//! Output formatting utilities

use colored::Colorize;
use comfy_table::{presets::UTF8_FULL_CONDENSED, ContentArrangement, Table};
use profile_core::{OperationResult, ProfileSnapshot};

/// Print a success message
pub fn success(msg: &str) {
    println!("{}", msg.green());
}

/// Print an error message
pub fn error(msg: &str) {
    eprintln!("{}", msg.red());
}

/// Render a failed command as `OperationResult` JSON
pub fn json_failure(error: &anyhow::Error) -> serde_json::Result<String> {
    serde_json::to_string_pretty(&OperationResult::<()>::fail(format!("{:#}", error)))
}

/// Print a warning message
pub fn warning(msg: &str) {
    println!("{}", msg.yellow());
}

/// Create a styled table
pub fn create_table() -> Table {
    let mut table = Table::new();
    table.load_preset(UTF8_FULL_CONDENSED);
    table.set_content_arrangement(ContentArrangement::Dynamic);
    table
}

fn or_absent(value: Option<&str>) -> String {
    value.map(str::to_string).unwrap_or_else(|| "-".to_string())
}

fn yes_no(value: bool) -> String {
    if value {
        "yes".green().to_string()
    } else {
        "no".yellow().to_string()
    }
}

/// Print every field of a profile followed by its activity log
pub fn print_snapshot(snapshot: &ProfileSnapshot) {
    let mut table = create_table();
    table.set_header(vec!["Field", "Value"]);

    table.add_row(vec!["Username".to_string(), or_absent(snapshot.username.as_deref())]);
    table.add_row(vec!["Email".to_string(), or_absent(snapshot.email.as_deref())]);
    table.add_row(vec![
        "Age".to_string(),
        snapshot
            .age
            .map(|a| a.to_string())
            .unwrap_or_else(|| "-".to_string()),
    ]);
    table.add_row(vec![
        "Password hash".to_string(),
        or_absent(snapshot.credential_hash.as_deref()),
    ]);
    table.add_row(vec!["Verified".to_string(), yes_no(snapshot.verified)]);
    table.add_row(vec!["Visibility".to_string(), snapshot.visibility.to_string()]);
    table.add_row(vec!["2FA enabled".to_string(), yes_no(snapshot.two_factor_enabled)]);
    if snapshot.deleted {
        table.add_row(vec!["Status".to_string(), "deleted".red().to_string()]);
    }

    println!("{}", table);

    if snapshot.activity_log.is_empty() {
        println!("{}", "No activity recorded.".dimmed());
        return;
    }

    println!();
    println!("{}", "Activity".bold());
    for (i, entry) in snapshot.activity_log.iter().enumerate() {
        println!("  {}. {}", i + 1, entry);
    }
}
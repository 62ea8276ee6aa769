//! Profile visibility

use std::fmt;

use serde::{Deserialize, Serialize};

/// Who can see a profile
#[derive(Debug, Clone, Copy, Default, PartialEq, Eq, Serialize, Deserialize)]
#[serde(rename_all = "lowercase")]
pub enum Visibility {
    Public,
    #[default]
    Private,
}

impl Visibility {
    /// Parse a visibility name; anything other than `public`/`private` is `None`
    pub fn parse(value: &str) -> Option<Self> {
        match value {
            "public" => Some(Self::Public),
            "private" => Some(Self::Private),
            _ => None,
        }
    }

    pub fn as_str(&self) -> &'static str {
        match self {
            Self::Public => "public",
            Self::Private => "private",
        }
    }
}

impl fmt::Display for Visibility {
    fn fmt(&self, f: &mut fmt::Formatter<'_>) -> fmt::Result {
        f.write_str(self.as_str())
    }
}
###
◆ **REQUIRED WORK**:
Filter the records above down to the lines that hold the string "impl".

◆ **REPLY**:
impl Visibility {
impl fmt::Display for Visibility {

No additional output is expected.